Recent action by the International Transport Workers' Federation (ITF) resulted in a successful crew change for a fatigued tanker captain in Tranmere port.
Thome Ship Management of Singapore contacted ITF inspector Tommy Molloy on 10 March to seek assistance with a crew change in which the fatigued captain was facing a minimum additional two weeks at sea, despite exceeding his contract by more than two months.
Marshall Islands' flagged crude oil tanker Pacific Sky was due at the Essar Oil facility in Tranmere, England, at 23:06 hrs on 12 March. It was scheduled to depart for Canada at 07:15 hrs on 14 March.
At that time India was on the UK's Red List of countries thus requiring the relief captain from India to enter managed isolation in a hotel in the UK, following seven days' isolation in a hotel in Mumbai. The relief captain entered the UK on 7 March, which was not enough time to complete the mandated 10-day UK isolation and therefore to liberate the exhausted master.
Following an intervention by Mr Molloy, on 12 March UK Border Force confirmed: 'The current operational stance is that seafarers who have been in a Red List country during the last 10 days are not exempt from Managed Quarantine Services (MQS). However, they can leave the managed accommodation before the end of the 10-day self-isolation period to travel directly to leave the common travel area (CTA).'
Mr Molloy called the decision an 'excellent result that will assist with other fatigued seafarers arriving in the UK in similar circumstances'.

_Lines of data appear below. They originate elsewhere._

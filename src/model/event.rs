use chrono::NaiveDateTime;
use serde::{Deserialize, Serialize};

use crate::model::reference::EventTypeDto;

#[derive(Debug, Clone, PartialEq, Serialize, Deserialize)]
pub struct EventDto {
    pub id: i32,
    pub group_id: i32,
    pub event_type: EventTypeDto,
    #[serde(with = "crate::model::date::date_time")]
    pub date_time: NaiveDateTime,
}

/// Query parameters selecting an inclusive time range.
#[derive(Debug, Clone, Deserialize)]
pub struct EventRangeDto {
    #[serde(with = "crate::model::date::date_time")]
    pub start: NaiveDateTime,
    #[serde(with = "crate::model::date::date_time")]
    pub finish: NaiveDateTime,
}

/// Body of `POST /events/filter`.
///
/// Without a range only key dates can be requested; with a range all events inside
/// it are returned unless `key_dates_only` is set.
#[derive(Debug, Clone, Deserialize)]
pub struct EventsFilterDto {
    pub groups: Vec<i32>,
    #[serde(default)]
    pub range: Option<EventRangeDto>,
    #[serde(default)]
    pub key_dates_only: bool,
}
use sea_orm_migration::{prelude::*, schema::*};

#[derive(DeriveMigrationName)]
pub struct Migration;

#[async_trait::async_trait]
impl MigrationTrait for Migration {
    async fn up(&self, manager: &SchemaManager) -> Result<(), DbErr> {
        manager
            .create_table(
                Table::create()
                    .table(Status::Table)
                    .if_not_exists()
                    .col(pk_auto(Status::Id))
                    .col(string_uniq(Status::Name))
                    .to_owned(),
            )
            .await
    }

    async fn down(&self, manager: &SchemaManager) -> Result<(), DbErr> {
        manager
            .drop_table(Table::drop().table(Status::Table).to_owned())
            .await
    }
}

#[derive(DeriveIden)]
pub enum Status {
    Table,
    Id,
    Name,
}
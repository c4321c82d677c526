//! HTTP request handlers.
//!
//! Handlers resolve the logged-in user with `AuthGuard`, convert DTOs into
//! parameter types, call the matching service and convert the resulting domain
//! models back into DTOs.

pub mod auth;
pub mod event;
pub mod group;
pub mod reference;
pub mod student;

#[cfg(test)]
mod test;
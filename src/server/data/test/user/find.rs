use super::*;

/// Tests finding a user by ID together with their location.
///
/// Expected: Ok(Some) with parsed role and location
#[tokio::test]
async fn finds_user_with_location() -> Result<(), AppError> {
    let test = TestBuilder::new().with_user_tables().build().await.unwrap();
    let db = test.db.as_ref().unwrap();

    let location = factory::create_location(db).await?;
    let user = factory::user::create_user_with_role(db, "coordinator", Some(location.id)).await?;

    let found = UserRepository::new(db).find_by_id(user.id).await?.unwrap();

    assert_eq!(found.username, user.username);
    assert_eq!(found.role, Role::Coordinator);
    assert_eq!(found.location_id(), Some(location.id));

    Ok(())
}

/// Tests finding a user without a location by username.
///
/// Expected: Ok(Some) with no location, Ok(None) for an unknown username
#[tokio::test]
async fn finds_by_username() -> Result<(), AppError> {
    let test = TestBuilder::new().with_user_tables().build().await.unwrap();
    let db = test.db.as_ref().unwrap();

    factory::user::UserFactory::new(db)
        .username("admin")
        .role("admin")
        .build()
        .await?;

    let repo = UserRepository::new(db);
    let admin = repo.find_by_username("admin").await?.unwrap();

    assert_eq!(admin.role, Role::Admin);
    assert!(admin.location.is_none());
    assert!(repo.find_by_username("nobody").await?.is_none());

    Ok(())
}

/// Tests that a stored role outside the known set is reported as an error.
///
/// Expected: Err(AppError::InternalErr)
#[tokio::test]
async fn rejects_unknown_role() -> Result<(), AppError> {
    let test = TestBuilder::new().with_user_tables().build().await.unwrap();
    let db = test.db.as_ref().unwrap();

    let user = factory::user::create_user_with_role(db, "janitor", None).await?;

    let result = UserRepository::new(db).find_by_id(user.id).await;

    assert!(matches!(result, Err(AppError::InternalErr(_))));

    Ok(())
}

/// Tests fetching several users at once.
///
/// Expected: Ok with only the users that exist
#[tokio::test]
async fn gets_users_by_ids() -> Result<(), AppError> {
    let test = TestBuilder::new().with_user_tables().build().await.unwrap();
    let db = test.db.as_ref().unwrap();

    let first = factory::create_user(db).await?;
    let second = factory::create_user(db).await?;

    let users = UserRepository::new(db)
        .get_by_ids(&[first.id, second.id, 9999])
        .await?;

    let mut ids: Vec<i32> = users.iter().map(|u| u.id).collect();
    ids.sort();
    assert_eq!(ids, vec![first.id, second.id]);

    Ok(())
}
pub use super::english_level::Entity as EnglishLevel;
pub use super::event::Entity as Event;
pub use super::event_type::Entity as EventType;
pub use super::expert::Entity as Expert;
pub use super::group_teacher::Entity as GroupTeacher;
pub use super::location::Entity as Location;
pub use super::status::Entity as Status;
pub use super::student::Entity as Student;
pub use super::student_group::Entity as StudentGroup;
pub use super::user::Entity as User;
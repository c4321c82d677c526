use crate::server::{data::event::EventRepository, model::event::EventsFilter};
use chrono::{NaiveDate, NaiveDateTime};
use sea_orm::DbErr;
use test_utils::{builder::TestBuilder, factory};


fn at(day: u32, hour: u32) -> NaiveDateTime {
    NaiveDate::from_ymd_opt(2026, 3, day)
        .unwrap()
        .and_hms_opt(hour, 0, 0)
        .unwrap()
}
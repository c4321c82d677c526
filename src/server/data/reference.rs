//! Repositories for reference data: statuses, English levels, experts and event types.
//!
//! Reference rows are small lookup tables seeded by migrations. Students reference
//! English levels and experts by ID over the JSON API and by name in student forms,
//! so both lookups are provided.

use sea_orm::{ColumnTrait, DatabaseConnection, DbErr, EntityTrait, QueryFilter, QueryOrder};

use crate::server::model::reference::{EnglishLevel, EventType, Expert, Status};

pub struct StatusRepository<'a> {
    db: &'a DatabaseConnection,
}

impl<'a> StatusRepository<'a> {
    pub fn new(db: &'a DatabaseConnection) -> Self {
        Self { db }
    }

    pub async fn find_by_id(&self, id: i32) -> Result<Option<Status>, DbErr> {
        let entity = entity::prelude::Status::find_by_id(id).one(self.db).await?;

        Ok(entity.map(Status::from_entity))
    }

    /// Finds the status with the given exact name.
    pub async fn find_by_name(&self, name: &str) -> Result<Option<Status>, DbErr> {
        let entity = entity::prelude::Status::find()
            .filter(entity::status::Column::Name.eq(name))
            .order_by_asc(entity::status::Column::Id)
            .one(self.db)
            .await?;

        Ok(entity.map(Status::from_entity))
    }

    pub async fn get_all(&self) -> Result<Vec<Status>, DbErr> {
        let entities = entity::prelude::Status::find()
            .order_by_asc(entity::status::Column::Id)
            .all(self.db)
            .await?;

        Ok(entities.into_iter().map(Status::from_entity).collect())
    }
}

pub struct EnglishLevelRepository<'a> {
    db: &'a DatabaseConnection,
}

impl<'a> EnglishLevelRepository<'a> {
    pub fn new(db: &'a DatabaseConnection) -> Self {
        Self { db }
    }

    pub async fn find_by_name(&self, name: &str) -> Result<Option<EnglishLevel>, DbErr> {
        let entity = entity::prelude::EnglishLevel::find()
            .filter(entity::english_level::Column::Name.eq(name))
            .one(self.db)
            .await?;

        Ok(entity.map(EnglishLevel::from_entity))
    }

    /// Returns the subset of the given IDs that exist.
    pub async fn existing_ids(&self, ids: &[i32]) -> Result<Vec<i32>, DbErr> {
        if ids.is_empty() {
            return Ok(Vec::new());
        }

        let entities = entity::prelude::EnglishLevel::find()
            .filter(entity::english_level::Column::Id.is_in(ids.to_vec()))
            .all(self.db)
            .await?;

        Ok(entities.into_iter().map(|level| level.id).collect())
    }

    /// Gets all English levels in ascending ID order, which is their proficiency order.
    pub async fn get_all(&self) -> Result<Vec<EnglishLevel>, DbErr> {
        let entities = entity::prelude::EnglishLevel::find()
            .order_by_asc(entity::english_level::Column::Id)
            .all(self.db)
            .await?;

        Ok(entities.into_iter().map(EnglishLevel::from_entity).collect())
    }
}

pub struct ExpertRepository<'a> {
    db: &'a DatabaseConnection,
}

impl<'a> ExpertRepository<'a> {
    pub fn new(db: &'a DatabaseConnection) -> Self {
        Self { db }
    }

    pub async fn find_by_name(&self, expert_name: &str) -> Result<Option<Expert>, DbErr> {
        let entity = entity::prelude::Expert::find()
            .filter(entity::expert::Column::ExpertName.eq(expert_name))
            .one(self.db)
            .await?;

        Ok(entity.map(Expert::from_entity))
    }

    /// Returns the subset of the given IDs that exist.
    pub async fn existing_ids(&self, ids: &[i32]) -> Result<Vec<i32>, DbErr> {
        if ids.is_empty() {
            return Ok(Vec::new());
        }

        let entities = entity::prelude::Expert::find()
            .filter(entity::expert::Column::Id.is_in(ids.to_vec()))
            .all(self.db)
            .await?;

        Ok(entities.into_iter().map(|expert| expert.id).collect())
    }

    /// Gets all experts ordered by name.
    pub async fn get_all(&self) -> Result<Vec<Expert>, DbErr> {
        let entities = entity::prelude::Expert::find()
            .order_by_asc(entity::expert::Column::ExpertName)
            .all(self.db)
            .await?;

        Ok(entities.into_iter().map(Expert::from_entity).collect())
    }
}

pub struct EventTypeRepository<'a> {
    db: &'a DatabaseConnection,
}

impl<'a> EventTypeRepository<'a> {
    pub fn new(db: &'a DatabaseConnection) -> Self {
        Self { db }
    }

    pub async fn get_all(&self) -> Result<Vec<EventType>, DbErr> {
        let entities = entity::prelude::EventType::find()
            .order_by_asc(entity::event_type::Column::Id)
            .all(self.db)
            .await?;

        Ok(entities.into_iter().map(EventType::from_entity).collect())
    }
}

The Indian relief captain was allowed out of isolation early and was taken directly to the vessel. The on captain onboard left the vessel and after two negative Covid tests – one on leaving the vessel and one prior to boarding an international flight – made his way home.
UK Border Force confirmed the exception before broader exemptions from managed isolation for seafarers were introduced in England, Wales and Ireland on 19 March.
Scotland has different rules to the rest of the UK.